Contexte
Environ 40 %du territoire métropolitain est constitué de roches karstiques (Nicod,2010). Les cavités souterraines naturelles qui y sont présentes peuvent générer des mouvements de terrain en surface. Des méthodes sont actuellement en cours de montage afin de mieux évaluer cet aléa. Celles-ci indiquent d’ores et déjà que certains aménagements anthropiques augmentent la probabilité de déstabilisation des terrains. Grâce à un financement du Ministère de la Transition Ecologique et Solidaire (Direction Générale de la Prévention des Risques), le BRGM a réalisé, en 2015-2016 un état des lieux global de la problématique. La bibliographie a été confrontée à un retour d’expérience national et permet de recenser les configurations anthropiques les plus dangereuses en France. Certains phénomènes ont par ailleurs été conceptualisés, à travers la modélisation de la saturation des sols sous un ouvrage fuyard. L’ensemble de ces réflexions aboutit à une série de recommandations visant à limiter les impacts de ces aménagements dans les zones à risque.
Etat des lieux
Synthèse bibliographique internationale
En Chine, sur la base d’une analyse de près de 45000 désordres, environ 87 % d’entre eux sont induits par des causes anthropiques ; en Pennsylvanie (1574 désordres analysés), cette proportion est de 58 % (Waltham et al.,2005). Pour la Chine, Meng et al. (2012) aboutissent à des conclusions similaires. Les aménagements incriminés sont les suivants (Waltham et al.,2005–Gutierrez et al., 2014) : irrigation, conduites fuyards, canaux et fossés fuyards, bassins de rétention, suppression de la végétation, opérations de forage (mauvais colmatage, injection de fluides). Par la suite, nous avons retenu 6 catégories d’aménagements : les bassins, les canalisations aériennes (eau à l’air libre), les canalisations enterrées, les ouvrages d’infiltration ponctuelle, les pompages, et les autres ouvrages.
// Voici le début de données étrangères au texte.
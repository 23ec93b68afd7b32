use thiserror::Error;

#[derive(Clone, Copy, PartialEq, Eq, Debug, Error)]
pub enum PoolError {
    #[error("pool is full")]
    Full,
}

pub(crate) const DEFAULT_CAPACITY: usize = 4096;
Retour d’expérience en France
La recherche dans les archives du BRGM a été complétée par l’envoi d’un questionnaire à la plupart des acteurs participant à la gestion du risque « cavité » en France : BRGM, CEREMA, INERIS, administrations, bureaux d’étude et experts nationaux du karst. 77 retours d’expérience ont ainsi été réunis et analysés. Bien qu’il ne soit certainement pas exhaustif (en raison en particulier de la perte de mémoire:près de 90% des cas datent de moins de 15 ans), ce nombre apparait suffisant pour offrir un panorama représentatif de la problématique à l’échelle nationale.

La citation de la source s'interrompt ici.